A few years ago, a video game company reached out to Sealed Air Corp. with a strange request: It wanted to license the trademarked name of Bubble Wrap for a stress-relieving app it was working on.
A 2012 study by Kelton Research revealed that one minute of Bubble Wrap popping furnished the same stress-relieving effect as a 33-minute massage, so why not make an app for it? Unfortunately, things didn’t work out. “They couldn’t find a sound that was satisfying enough,” said Sealed Air vp of global brand and content marketing Jenn Grabenstetter.
No surprise there. Anyone who’s spent time popping Bubble Wrap knows that there’s no substitute for the real thing. And while most Americans probably don’t think very much about Bubble Wrap, the truth is that it’s a product that’s integral to the national economy—and never more so than right now.
Thanks to consumer fears over the novel coronavirus, online shopping has surged (to $82.5 billion in May alone) and, with it, the expectation that everything will arrive at your doorstep in a box. The U.S. Postal Service is moving up to 80% more packages than it did this time last year, and FedEx and UPS are facing demand they usually see only during the holidays. And what do many of these boxes have in common? Bubble Wrap.
Bubble Wrap remains Sealed Air’s founding—and famous—product. It’s also something of a double-edged sword. While Bubble Wrap is in fact a trademarked name in the United States, in Europe and other parts of the world it’s just a name for a wrap with air bubbles. And even within the U.S., the name is so well known that—like Kleenex, Q-tips and Tupperware—it’s rarely recognized as an actual brand.
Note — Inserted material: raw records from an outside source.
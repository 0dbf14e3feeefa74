use chrono::{NaiveDate, NaiveDateTime};

use super::Metadata;
use crate::core::Todo;

const PINNED_HEADING: &str = "## 📌 고정";
const PENDING_HEADING: &str = "## 미완료";
const DONE_HEADING: &str = "## 완료";

/// Writes a date's to-dos as a markdown file.
pub struct MarkdownWriter;

impl MarkdownWriter {
    /// Write a complete date file, stamped with the current local time.
    pub fn write_file(date: NaiveDate, todos: &[Todo]) -> String {
        Self::write_file_at(date, todos, chrono::Local::now().naive_local())
    }

    /// Write a complete date file with an explicit "last updated" time.
    ///
    /// Sections appear only when non-empty, always in the order pinned,
    /// pending, completed.
    pub fn write_file_at(date: NaiveDate, todos: &[Todo], updated: NaiveDateTime) -> String {
        let pinned: Vec<&Todo> = todos.iter().filter(|t| t.pinned && !t.completed).collect();
        let pending: Vec<&Todo> = todos.iter().filter(|t| !t.pinned && !t.completed).collect();
        let done: Vec<&Todo> = todos.iter().filter(|t| t.completed).collect();

        let mut out = String::new();
        out.push_str(&format!("# TODO - {}\n\n", date.format("%Y-%m-%d")));
        out.push_str(&format!(
            "_Last updated: {}_\n\n",
            updated.format("%Y-%m-%d %H:%M:%S")
        ));

        if !pinned.is_empty() {
            Self::write_section(&mut out, PINNED_HEADING, &pinned);
            out.push('\n');
        }
        if !pending.is_empty() {
            Self::write_section(&mut out, PENDING_HEADING, &pending);
            out.push('\n');
        }
        if !done.is_empty() {
            Self::write_section(&mut out, DONE_HEADING, &done);
        }

        out
    }

    fn write_section(out: &mut String, heading: &str, todos: &[&Todo]) {
        out.push_str(heading);
        out.push_str("\n\n");
        for todo in todos {
            out.push_str(&Self::write_todo(todo));
            out.push('\n');
        }
    }

    /// Write a single to-do as a checkbox line (no trailing newline).
    pub fn write_todo(todo: &Todo) -> String {
        let checkbox = if todo.completed { "- [x]" } else { "- [ ]" };
        // A line break inside the text would split the entry on the next read
        let text = todo.text.replace(['\r', '\n'], " ");
        format!("{} {}{}", checkbox, text, Self::metadata_comment(todo))
    }

    /// The trailing ` <!-- {...} -->` comment, or an empty string when the
    /// to-do has nothing beyond text and state.
    ///
    /// Text ending in a comment of its own always gets one, even `{}`, so
    /// the reader doesn't take the text's comment for metadata.
    pub fn metadata_comment(todo: &Todo) -> String {
        if !todo.has_metadata() && !todo.text.trim_end().ends_with("-->") {
            return String::new();
        }
        match serde_json::to_string(&Metadata::from_todo(todo)) {
            Ok(json) => format!(" <!-- {} -->", json),
            Err(e) => {
                log::warn!("Dropping metadata for {:?}: {}", todo.text, e);
                String::new()
            }
        }
    }
}

#[cfg(test)]
mod tests {
    use super::*;
    use crate::core::Recurrence;

    fn date(d: u32) -> NaiveDate {
        NaiveDate::from_ymd_opt(2026, 2, d).unwrap()
    }

    fn noon(d: u32) -> NaiveDateTime {
        date(d).and_hms_opt(12, 0, 5).unwrap()
    }

    #[test]
    fn write_plain_todo() {
        assert_eq!(MarkdownWriter::write_todo(&Todo::new("Buy milk")), "- [ ] Buy milk");
        let done = Todo { completed: true, ..Todo::new("Call bank") };
        assert_eq!(MarkdownWriter::write_todo(&done), "- [x] Call bank");
    }

    #[test]
    fn write_metadata_in_fixed_order() {
        let todo = Todo {
            pinned: true,
            bookmarked: true,
            recurrence: Some(Recurrence::weekly(1)),
            ..Todo::on("Review", date(3))
        };
        assert_eq!(
            MarkdownWriter::write_todo(&todo),
            r#"- [ ] Review <!-- {"pinned":true,"bookmarked":true,"originalDate":"2026-02-03","recurrence":{"type":"weekly","interval":1}} -->"#
        );
    }

    #[test]
    fn write_file_layout() {
        let todos = vec![
            Todo::new("a"),
            Todo { completed: true, ..Todo::new("done") },
            Todo { pinned: true, ..Todo::new("b") },
        ];
        let output = MarkdownWriter::write_file_at(date(3), &todos, noon(3));
        let expected = "\
# TODO - 2026-02-03

_Last updated: 2026-02-03 12:00:05_

## 📌 고정

- [ ] b <!-- {\"pinned\":true} -->

## 미완료

- [ ] a

## 완료

- [x] done
";
        assert_eq!(output, expected);
    }

    #[test]
    fn empty_file_has_only_header() {
        let output = MarkdownWriter::write_file_at(date(4), &[], noon(4));
        assert_eq!(output, "# TODO - 2026-02-04\n\n_Last updated: 2026-02-04 12:00:05_\n\n");
    }

    #[test]
    fn text_comment_survives_rewrites() {
        use crate::markdown::decode;

        let broken = Todo::on("Fix <!-- {pinned:true} -->", date(3));
        let looks_valid = Todo::new(r#"note <!-- {"pinned":true} -->"#);
        let mut todos = vec![broken, looks_valid];
        for _ in 0..2 {
            todos = decode(&MarkdownWriter::write_file_at(date(3), &todos, noon(3)));
        }

        assert_eq!(todos.len(), 2);
        assert_eq!(todos[0].text, "Fix <!-- {pinned:true} -->");
        assert_eq!(todos[0].original_date, Some(date(3)));
        assert_eq!(todos[1].text, r#"note <!-- {"pinned":true} -->"#);
        assert!(!todos[1].pinned);
        assert_eq!(
            MarkdownWriter::write_todo(&todos[1]),
            r#"- [ ] note <!-- {"pinned":true} --> <!-- {} -->"#
        );
    }

    #[test]
    fn newlines_are_flattened() {
        let todo = Todo::new("two\nlines");
        assert_eq!(MarkdownWriter::write_todo(&todo), "- [ ] two lines");
    }
}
Or some form of it. “That surge isn’t all boxes with Bubble Wrap inside,” Grabenstetter said. “But we have seen an increase in what we consider basic ecommerce shipping solutions.” These days, those increasingly include bubble mailer envelopes, which Amazon favors. Even so, it’s essentially Bubble Wrap.
It’s a pity that the product’s inventors, both of whom died in 1994, didn’t live to see it. In 1957, engineer Alfred Fielding and his Swiss business partner Marc Chavannes were experimenting in their New Jersey machine shop. Legend has it that they were looking for a way to create 3D wallpaper or maybe house insulation—nobody seems sure. What’s certain is that they found a way to create round air pockets on sheet plastic.
But they had a problem. As with Silly Putty and WD-40, the invention preceded a viable use for it. Fortunately for Fielding and Chavannes, a marketer by the name of Frederick Bowers saw something they didn’t. In 1959, IBM was about to roll out its Model 1401 decimal computer, a colossus it planned to ship by stuffing crumpled newspapers into the crates. Bowers pitched IBM, and the future of Bubble Wrap was assured.
Since then, Bubble Wrap hasn’t just conquered the logistics sector but also the rest of us. There’s the bride who wore a gown made of Bubble Wrap, Bubble Wrap Appreciation Day (Jan. 27) and the Denver-area Boy Scouts that set a Guinness World Record for most people (2,681) popping at once.
And how about that Bubble Wrap app? Turns out a company called Lima Sky did come out with one, but not everyone’s happy with it. “If you’re going to make a Bubble Wrap game, you have to make it sound like popping Bubble Wrap,” grumbled one reviewer. “And this doesn’t.”
Factory Air engineer Alfred Fielding (1) and his Swiss business partner Marc Chavannes (2) came up with Bubble Wrap in 1957, going on to patent their invention (3) and make a fortune. Though the wrap itself is eminently simple, it’s not so easy to manufacture, as this machinery from the early years (4) makes evident.